The Lost Squadron by Dick Grace. Grosset and Dunlap (1932), 283 pp.
Red, a veteran aviator, is participating in the final mission of Captain Gibson’s group of stunt pilots. Gibson, who owns an airfield and an array of decrepit warplanes, provides aerial action for films produced by Epic Pictures. It’s a dangerous business, and already four of the original seven fliers have died in accidents. Only three remain -- Gibson, Red and young Phil Tate. They're finishing their work on a war movie directed by arrogant and insulting Arthur de Forst. Gibson once had an acrimonious affair with the star, Nena Lafollette, currently de Forst’s wife, but his amorous aspirations are now aimed at “The Pest,” the teenaged sister of one of the dead pilots. Tensions rise with the approach of the last and most difficult stunts.

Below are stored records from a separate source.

//! # Booking Service
//!
//! Availability queries and the atomic check-and-insert of appointments.
//!
//! ## Booking Flow
//! ```text
//! ┌─────────────────────────────────────────────────────────────────────────┐
//! │                        book(request, now)                               │
//! │                                                                         │
//! │  validate fields (name, phone, HH:mm)          no I/O                   │
//! │       │                                                                 │
//! │       ▼  BEGIN                                                          │
//! │  load org hours, barber week, service, day's appointments               │
//! │       │                                                                 │
//! │       ▼                                                                 │
//! │  SlotPlan::is_available(start)?  ── no ──► SlotUnavailable              │
//! │       │ yes                                                             │
//! │       ▼                                                                 │
//! │  find-or-create client by phone                                         │
//! │  INSERT appointment (price + commission snapshot)                       │
//! │       │                                                                 │
//! │       ├── overlap trigger fires ──► SlotUnavailable (lost the race)     │
//! │       ▼  COMMIT                                                         │
//! │  Appointment { status: scheduled }                                      │
//! └─────────────────────────────────────────────────────────────────────────┘
//! ```

use chrono::{DateTime, NaiveDate, Utc};
use serde::{Deserialize, Serialize};
use sqlx::{SqliteConnection, SqlitePool};
use tracing::{debug, info, warn};

use crate::error::{DbError, ServiceError, ServiceResult};
use crate::repository::appointment::{self, AppointmentRepository};
use crate::repository::{barber, catalog, client, new_id, organization};
use fade_core::lifecycle::{Effect, Event};
use fade_core::schedule::{day_bounds, shop_offset, DaySchedule, SlotPlan, SlotTime};
use fade_core::validation::{normalize_phone, parse_slot_time, validate_name, validate_required};
use fade_core::{Appointment, AppointmentStatus, Barber, Service};

/// A booking as submitted by the front desk or the client.
#[derive(Debug, Clone, Serialize, Deserialize)]
pub struct BookingRequest {
    pub organization_id: String,
    pub barber_id: String,
    pub service_id: String,
    /// Shop-local date.
    pub date: NaiveDate,
    /// Shop-local `HH:mm`.
    pub start_time: String,
    pub client_name: String,
    pub client_phone: String,
    #[serde(default)]
    pub client_email: Option<String>,
    #[serde(default)]
    pub notes: Option<String>,
}

/// Request fields after validation.
struct ValidBooking {
    start: SlotTime,
    phone: String,
}

impl BookingRequest {
    fn validate(&self) -> ServiceResult<ValidBooking> {
        validate_required("barber_id", &self.barber_id, 64)?;
        validate_required("service_id", &self.service_id, 64)?;
        validate_name("client_name", &self.client_name)?;
        let phone = normalize_phone(&self.client_phone)?;
        let start = parse_slot_time(&self.start_time)?;
        Ok(ValidBooking { start, phone })
    }
}

/// Booking workflow over the pool.
#[derive(Debug, Clone)]
pub struct BookingService {
    pool: SqlitePool,
}

impl BookingService {
    pub fn new(pool: SqlitePool) -> Self {
        BookingService { pool }
    }

    /// Bookable starts for `service` with `barber` on `date`.
    pub async fn available_slots(
        &self,
        organization_id: &str,
        barber_id: &str,
        service_id: &str,
        date: NaiveDate,
        now: DateTime<Utc>,
    ) -> ServiceResult<Vec<SlotTime>> {
        let mut conn = self.pool.acquire().await?;
        let (_, _, plan) = load_plan(&mut conn, organization_id, barber_id, service_id, date, now).await?;

        let slots: Vec<SlotTime> = plan.slots().collect();
        debug!(barber_id = %barber_id, %date, count = slots.len(), "Computed available slots");
        Ok(slots)
    }

    /// Books an appointment.
    ///
    /// ## Errors
    /// * `Core(Validation)` - Missing or malformed fields
    /// * `SlotUnavailable` - Taken, in the past, or outside working hours
    /// * `Db(NotFound)` - Unknown or inactive barber/service
    pub async fn book(&self, request: BookingRequest, now: DateTime<Utc>) -> ServiceResult<Appointment> {
        let valid = request.validate()?;
        let org_id = request.organization_id.as_str();

        let mut tx = self.pool.begin().await?;

        let (barber, service, plan) =
            load_plan(&mut tx, org_id, &request.barber_id, &request.service_id, request.date, now).await?;

        let unavailable = || ServiceError::SlotUnavailable {
            barber_id: request.barber_id.clone(),
            date: request.date.to_string(),
            start: valid.start.to_string(),
        };

        if !plan.is_available(valid.start) {
            warn!(barber_id = %request.barber_id, date = %request.date, start = %valid.start, "Slot not available");
            return Err(unavailable());
        }

        let client = client::find_or_create(
            &mut tx,
            org_id,
            &request.client_name,
            &valid.phone,
            request.client_email.as_deref(),
        )
        .await?;

        let (starts_at, ends_at) = plan.interval(valid.start);
        let commission = service.price().percentage_of(barber.service_commission(&service));

        let appointment = Appointment {
            id: new_id(),
            organization_id: org_id.to_string(),
            client_id: client.id,
            service_id: service.id.clone(),
            barber_id: barber.id.clone(),
            starts_at,
            ends_at,
            price_cents: service.price_cents,
            commission_cents: commission.cents(),
            status: AppointmentStatus::Scheduled,
            payment_id: None,
            payment_method: None,
            started_at: None,
            notes: request.notes.as_deref().map(str::trim).filter(|n| !n.is_empty()).map(str::to_string),
            created_at: now,
            updated_at: now,
        };

        match appointment::insert(&mut tx, &appointment).await {
            Ok(()) => {}
            Err(DbError::AppointmentOverlap) => {
                warn!(barber_id = %barber.id, start = %valid.start, "Overlap rejected by storage");
                return Err(unavailable());
            }
            Err(err) => return Err(err.into()),
        }

        tx.commit().await?;

        info!(
            appointment_id = %appointment.id,
            barber_id = %barber.id,
            service = %service.name,
            starts_at = %appointment.starts_at,
            "Appointment booked"
        );
        Ok(appointment)
    }

    /// Applies a lifecycle event (anything but `Complete`).
    ///
    /// ## Returns
    /// The updated appointment and the effects to run, e.g. a client
    /// notification.
    pub async fn transition(
        &self,
        organization_id: &str,
        appointment_id: &str,
        event: Event,
        now: DateTime<Utc>,
    ) -> ServiceResult<(Appointment, Vec<Effect>)> {
        let repo = AppointmentRepository::new(self.pool.clone());
        let (appointment, effects) = repo.apply_event(organization_id, appointment_id, &event, now).await?;

        for effect in &effects {
            debug!(appointment_id = %appointment_id, ?effect, "Transition effect pending");
        }
        Ok((appointment, effects))
    }

    /// A barber's appointments on a shop-local date, any status.
    pub async fn agenda(&self, organization_id: &str, barber_id: &str, date: NaiveDate) -> ServiceResult<Vec<Appointment>> {
        let mut conn = self.pool.acquire().await?;
        let org = organization::require(&mut conn, organization_id).await?;
        let (start, end) = day_bounds(date, shop_offset(org.utc_offset_minutes)?);
        Ok(appointment::list_for_barber_between(&mut conn, barber_id, start, end).await?)
    }
}

/// Loads every input of the slot calculation on `conn`.
async fn load_plan(
    conn: &mut SqliteConnection,
    organization_id: &str,
    barber_id: &str,
    service_id: &str,
    date: NaiveDate,
    now: DateTime<Utc>,
) -> ServiceResult<(Barber, Service, SlotPlan)> {
    let org = organization::require(conn, organization_id).await?;

    let barber = barber::find(conn, organization_id, barber_id)
        .await?
        .filter(|b| b.is_active)
        .ok_or_else(|| DbError::not_found("Barber", barber_id))?;

    let service = catalog::find_service(conn, organization_id, service_id)
        .await?
        .filter(|s| s.is_active)
        .ok_or_else(|| DbError::not_found("Service", service_id))?;

    let offset = shop_offset(org.utc_offset_minutes)?;
    let week = barber::working_hours(conn, barber_id).await?;
    let day = DaySchedule::resolve(&org, &week, date);

    let (day_start, day_end) = day_bounds(date, offset);
    let appointments = appointment::list_for_barber_between(conn, barber_id, day_start, day_end).await?;

    let plan = SlotPlan::new(date, offset, day, service.duration(), &appointments, now);
    Ok((barber, service, plan))
}

#[cfg(test)]
mod tests {
    use super::*;
    use crate::testing::{at, hm, monday, request, seed_barber, seed_org, seed_service, test_db};
    use fade_core::lifecycle::Notification;
    use fade_core::CoreError;

    fn render(slots: &[SlotTime]) -> Vec<String> {
        slots.iter().map(ToString::to_string).collect()
    }

    #[tokio::test]
    async fn test_morning_with_one_booking() {
        let db = test_db().await;
        let org = seed_org(&db).await;
        let barber = seed_barber(&db, &org.id).await;
        let service = seed_service(&db, &org.id, 30).await;
        db.barbers()
            .set_working_hours(&org.id, &barber.id, 0, Some((hm(9, 0), hm(12, 0))), None)
            .await
            .unwrap();

        let now = at(2030, 1, 6, 12, 0);
        db.booking()
            .book(request(&org.id, &barber.id, &service.id, monday(), "10:00"), now)
            .await
            .unwrap();

        let slots = db
            .booking()
            .available_slots(&org.id, &barber.id, &service.id, monday(), now)
            .await
            .unwrap();
        assert_eq!(render(&slots), ["09:00", "09:30", "10:30", "11:00", "11:30"]);
    }

    #[tokio::test]
    async fn test_double_booking_is_rejected() {
        let db = test_db().await;
        let org = seed_org(&db).await;
        let barber = seed_barber(&db, &org.id).await;
        let service = seed_service(&db, &org.id, 60).await;
        let now = at(2030, 1, 6, 12, 0);

        db.booking()
            .book(request(&org.id, &barber.id, &service.id, monday(), "10:00"), now)
            .await
            .unwrap();

        // 10:30 overlaps the 10:00–11:00 booking.
        let err = db
            .booking()
            .book(request(&org.id, &barber.id, &service.id, monday(), "10:30"), now)
            .await
            .unwrap_err();
        assert!(matches!(err, ServiceError::SlotUnavailable { .. }));

        let agenda = db.booking().agenda(&org.id, &barber.id, monday()).await.unwrap();
        assert_eq!(agenda.len(), 1);
    }

    #[tokio::test]
    async fn test_storage_trigger_closes_the_race() {
        let db = test_db().await;
        let org = seed_org(&db).await;
        let barber = seed_barber(&db, &org.id).await;
        let service = seed_service(&db, &org.id, 30).await;
        let now = at(2030, 1, 6, 12, 0);

        let first = db
            .booking()
            .book(request(&org.id, &barber.id, &service.id, monday(), "10:00"), now)
            .await
            .unwrap();

        // A second writer that skipped the availability check.
        let clash = Appointment {
            id: new_id(),
            starts_at: first.starts_at + chrono::Duration::minutes(15),
            ends_at: first.ends_at + chrono::Duration::minutes(15),
            ..first.clone()
        };
        let mut conn = db.pool().acquire().await.unwrap();
        let err = appointment::insert(&mut conn, &clash).await.unwrap_err();
        assert!(matches!(err, DbError::AppointmentOverlap));
    }

    #[tokio::test]
    async fn test_cancelled_appointment_frees_the_slot() {
        let db = test_db().await;
        let org = seed_org(&db).await;
        let barber = seed_barber(&db, &org.id).await;
        let service = seed_service(&db, &org.id, 30).await;
        let now = at(2030, 1, 6, 12, 0);

        let booked = db
            .booking()
            .book(request(&org.id, &barber.id, &service.id, monday(), "10:00"), now)
            .await
            .unwrap();

        let (_, effects) = db
            .booking()
            .transition(&org.id, &booked.id, Event::Cancel, now)
            .await
            .unwrap();
        assert_eq!(
            effects,
            vec![Effect::NotifyClient {
                notification: Notification::Cancelled
            }]
        );

        db.booking()
            .book(request(&org.id, &barber.id, &service.id, monday(), "10:00"), now)
            .await
            .unwrap();
    }

    #[tokio::test]
    async fn test_booking_snapshots_price_and_commission() {
        let db = test_db().await;
        let org = seed_org(&db).await;
        let barber = db.barbers().create(&org.id, "Ana", Some(5000), 1000).await.unwrap();
        let service = seed_service(&db, &org.id, 30).await; // 50.00 at 40%

        let booked = db
            .booking()
            .book(request(&org.id, &barber.id, &service.id, monday(), "09:00"), at(2030, 1, 6, 12, 0))
            .await
            .unwrap();

        assert_eq!(booked.price_cents, 5000);
        // Barber override (50%) wins over the service rate.
        assert_eq!(booked.commission_cents, 2500);
        assert_eq!(booked.status, AppointmentStatus::Scheduled);
    }

    #[tokio::test]
    async fn test_invalid_requests() {
        let db = test_db().await;
        let org = seed_org(&db).await;
        let barber = seed_barber(&db, &org.id).await;
        let service = seed_service(&db, &org.id, 30).await;
        let now = at(2030, 1, 6, 12, 0);

        let mut missing_name = request(&org.id, &barber.id, &service.id, monday(), "10:00");
        missing_name.client_name = "  ".to_string();
        let err = db.booking().book(missing_name, now).await.unwrap_err();
        assert!(matches!(err, ServiceError::Core(CoreError::Validation(_))));

        let off_grid = request(&org.id, &barber.id, &service.id, monday(), "10:15");
        assert!(db.booking().book(off_grid, now).await.is_err());

        // Past slot.
        let past = request(&org.id, &barber.id, &service.id, monday(), "10:00");
        let err = db.booking().book(past, at(2030, 1, 7, 11, 0)).await.unwrap_err();
        assert!(matches!(err, ServiceError::SlotUnavailable { .. }));
    }

    #[tokio::test]
    async fn test_client_is_reused_by_phone() {
        let db = test_db().await;
        let org = seed_org(&db).await;
        let barber = seed_barber(&db, &org.id).await;
        let service = seed_service(&db, &org.id, 30).await;
        let now = at(2030, 1, 6, 12, 0);

        let a = db
            .booking()
            .book(request(&org.id, &barber.id, &service.id, monday(), "09:00"), now)
            .await
            .unwrap();
        let b = db
            .booking()
            .book(request(&org.id, &barber.id, &service.id, monday(), "11:00"), now)
            .await
            .unwrap();
        assert_eq!(a.client_id, b.client_id);
    }
}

This novel, which appeared originally as a magazine serial, combines two American fascinations of the 1920s and 1930s -- aviation and the movies. Grace’s descriptions of the stunts, based on his own flying experiences, are vivid and exciting. Much like similar sequences in Tedd Thomey’s Jet Pilot (1955) and Hank Searls’ The Big X (1959), they put readers right into the cockpit. The author’s portrayal of the pilots, whom he sees trapped somewhere between love and addiction, shows why they persist in their perilous occupation. His view of the film makers suggests that the director’s callousness is replicated throughout the industry. Meanwhile, Grace’s narrator, Red, adds punch to the story by frequently using very short sentences. His opener -- “I’m wanted for murder.” -- sets the tone. Much less successful are the book’s characters and plotting. Nena and The Pest do almost nothing to carry the story forward. Maybe if Grace had beefed up their parts, he could have kept things interesting for the final half of the book. As it is, the action pretty much stops about 100 pages before the novel reaches its expected conclusion. Shortcomings aside, The Lost Squadron (and its film adaptation) should hold the interest of some modern fans of both aviation fiction and Hollywood fiction.